Task prompt: Please write out the records exactly.

Data to examine:
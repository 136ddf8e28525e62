/// Wallet lifecycle operations
///
/// Handles creation, import, deletion, and mnemonic reveal.
use chrono::Utc;
use std::time::Duration;
use zeroize::Zeroizing;

use crate::config::WalletConfig;
use crate::error::WalletError;
use crate::keys::KeyManager;
use crate::storage::models::{Metadata, WalletState};
use crate::storage::vault::{CredentialStore, SecretRecord};
use crate::storage::Storage;
use crate::wallet::auth::{AuthProof, AuthVerifier};
use crate::wallet::types::{WalletInfo, WalletSummary};

/// Create a new wallet with a generated mnemonic.
///
/// The returned `WalletInfo` carries the mnemonic for the one-time
/// backup display; it is not retrievable again without authentication.
pub fn create_wallet(
    storage: &Storage,
    vault: &CredentialStore,
    config: &WalletConfig,
    name: &str,
) -> Result<WalletInfo, WalletError> {
    if storage.wallet_exists(name) {
        return Err(WalletError::WalletExists(name.to_string()));
    }

    let keys = KeyManager::generate()?;
    persist_new_wallet(storage, vault, config, name, keys)
}

/// Import a wallet from an existing mnemonic phrase.
pub fn import_wallet(
    storage: &Storage,
    vault: &CredentialStore,
    config: &WalletConfig,
    name: &str,
    phrase: &str,
) -> Result<WalletInfo, WalletError> {
    if storage.wallet_exists(name) {
        return Err(WalletError::WalletExists(name.to_string()));
    }

    let keys = KeyManager::from_mnemonic(phrase)?;
    persist_new_wallet(storage, vault, config, name, keys)
}

fn persist_new_wallet(
    storage: &Storage,
    vault: &CredentialStore,
    config: &WalletConfig,
    name: &str,
    keys: crate::keys::WalletKeys,
) -> Result<WalletInfo, WalletError> {
    let created_at = Utc::now();
    storage.create_wallet(name)?;

    // Vault first: if encryption is refused there must be no half-created
    // wallet left behind.
    let record = SecretRecord {
        mnemonic: keys.mnemonic.to_string(),
        created_at,
    };
    if let Err(e) = vault.save(name, &record) {
        let _ = storage.delete_wallet_dir(name);
        return Err(e);
    }

    storage.save_metadata(
        name,
        &Metadata {
            name: name.to_string(),
            created_at,
            network: config.network.as_str().to_string(),
        },
    )?;

    let address = keys.address.to_string();
    storage.save_state(name, &WalletState::new(address.clone()))?;

    log::info!("Wallet '{}' ready at {}", name, address);

    Ok(WalletInfo {
        name: name.to_string(),
        address,
        mnemonic: keys.mnemonic.to_string(),
    })
}

/// List all wallets with their public summaries.
pub fn list_wallets(storage: &Storage) -> Result<Vec<WalletSummary>, WalletError> {
    let mut wallets = Vec::new();
    for name in storage.list_wallets()? {
        if let (Ok(metadata), Ok(state)) = (storage.load_metadata(&name), storage.load_state(&name))
        {
            wallets.push(WalletSummary {
                name: metadata.name,
                address: state.address,
                created_at: metadata.created_at.to_rfc3339(),
            });
        }
    }
    Ok(wallets)
}

/// Delete a wallet and all its data.
///
/// The credential record goes first; if it cannot be removed the whole
/// operation aborts and nothing else is touched.
pub fn delete_wallet(
    storage: &Storage,
    vault: &CredentialStore,
    name: &str,
) -> Result<(), WalletError> {
    if !storage.wallet_exists(name) {
        return Err(WalletError::WalletNotFound(name.to_string()));
    }

    log::warn!("Deleting wallet: {}", name);
    vault.delete(name)?;
    storage.delete_wallet_dir(name)?;

    Ok(())
}

/// Reveal the mnemonic for backup, gated on a fresh authentication proof.
///
/// The proof must come from the session's pluggable verifier and be
/// inside the validity window; there is no other path to the phrase.
pub fn reveal_mnemonic(
    storage: &Storage,
    vault: &CredentialStore,
    verifier: &dyn AuthVerifier,
    window: Duration,
    name: &str,
    proof: &AuthProof,
) -> Result<Zeroizing<String>, WalletError> {
    if !storage.wallet_exists(name) {
        return Err(WalletError::WalletNotFound(name.to_string()));
    }
    if !verifier.verify(proof, window) {
        return Err(WalletError::AuthenticationRequired);
    }

    let record = vault.load(name)?;
    Ok(Zeroizing::new(record.mnemonic.clone()))
}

Answer section:
repository 136ddf8e28525e62
/// Wallet lifecycle operations
///
/// Handles creation, import, deletion, and mnemonic reveal.
use chrono::Utc;
use std::time::Duration;
use zeroize::Zeroizing;

use crate::config::WalletConfig;
use crate::error::WalletError;
use crate::keys::KeyManager;
use crate::storage::models::{Metadata, WalletState};
use crate::storage::vault::{CredentialStore, SecretRecord};
use crate::storage::Storage;
use crate::wallet::auth::{AuthProof, AuthVerifier};
use crate::wallet::types::{WalletInfo, WalletSummary};

/// Create a new wallet with a generated mnemonic.
///
/// The returned `WalletInfo` carries the mnemonic for the one-time
/// backup display; it is not retrievable again without authentication.
pub fn create_wallet(
    storage: &Storage,
    vault: &CredentialStore,
    config: &WalletConfig,
    name: &str,
) -> Result<WalletInfo, WalletError> {
    if storage.wallet_exists(name) {
        return Err(WalletError::WalletExists(name.to_string()));
    }

    let keys = KeyManager::generate()?;
    persist_new_wallet(storage, vault, config, name, keys)
}

/// Import a wallet from an existing mnemonic phrase.
pub fn import_wallet(
    storage: &Storage,
    vault: &CredentialStore,
    config: &WalletConfig,
    name: &str,
    phrase: &str,
) -> Result<WalletInfo, WalletError> {
    if storage.wallet_exists(name) {
        return Err(WalletError::WalletExists(name.to_string()));
    }

    let keys = KeyManager::from_mnemonic(phrase)?;
    persist_new_wallet(storage, vault, config, name, keys)
}

fn persist_new_wallet(
    storage: &Storage,
    vault: &CredentialStore,
    config: &WalletConfig,
    name: &str,
    keys: crate::keys::WalletKeys,
) -> Result<WalletInfo, WalletError> {
    let created_at = Utc::now();
    storage.create_wallet(name)?;

    // Vault first: if encryption is refused there must be no half-created
    // wallet left behind.
    let record = SecretRecord {
        mnemonic: keys.mnemonic.to_string(),
        created_at,
    };
    if let Err(e) = vault.save(name, &record) {
        let _ = storage.delete_wallet_dir(name);
        return Err(e);
    }

    storage.save_metadata(
        name,
        &Metadata {
            name: name.to_string(),
            created_at,
            network: config.network.as_str().to_string(),
        },
    )?;

    let address = keys.address.to_string();
    storage.save_state(name, &WalletState::new(address.clone()))?;

    log::info!("Wallet '{}' ready at {}", name, address);

    Ok(WalletInfo {
        name: name.to_string(),
        address,
        mnemonic: keys.mnemonic.to_string(),
    })
}

/// List all wallets with their public summaries.
pub fn list_wallets(storage: &Storage) -> Result<Vec<WalletSummary>, WalletError> {
    let mut wallets = Vec::new();
    for name in storage.list_wallets()? {
        if let (Ok(metadata), Ok(state)) = (storage.load_metadata(&name), storage.load_state(&name))
        {
            wallets.push(WalletSummary {
                name: metadata.name,
                address: state.address,
                created_at: metadata.created_at.to_rfc3339(),
            });
        }
    }
    Ok(wallets)
}

/// Delete a wallet and all its data.
///
/// The credential record goes first; if it cannot be removed the whole
/// operation aborts and nothing else is touched.
pub fn delete_wallet(
    storage: &Storage,
    vault: &CredentialStore,
    name: &str,
) -> Result<(), WalletError> {
    if !storage.wallet_exists(name) {
        return Err(WalletError::WalletNotFound(name.to_string()));
    }

    log::warn!("Deleting wallet: {}", name);
    vault.delete(name)?;
    storage.delete_wallet_dir(name)?;

    Ok(())
}

/// Reveal the mnemonic for backup, gated on a fresh authentication proof.
///
/// The proof must come from the session's pluggable verifier and be
/// inside the validity window; there is no other path to the phrase.
pub fn reveal_mnemonic(
    storage: &Storage,
    vault: &CredentialStore,
    verifier: &dyn AuthVerifier,
    window: Duration,
    name: &str,
    proof: &AuthProof,
) -> Result<Zeroizing<String>, WalletError> {
    if !storage.wallet_exists(name) {
        return Err(WalletError::WalletNotFound(name.to_string()));
    }
    if !verifier.verify(proof, window) {
        return Err(WalletError::AuthenticationRequired);
    }

    let record = vault.load(name)?;
    Ok(Zeroizing::new(record.mnemonic.clone()))
}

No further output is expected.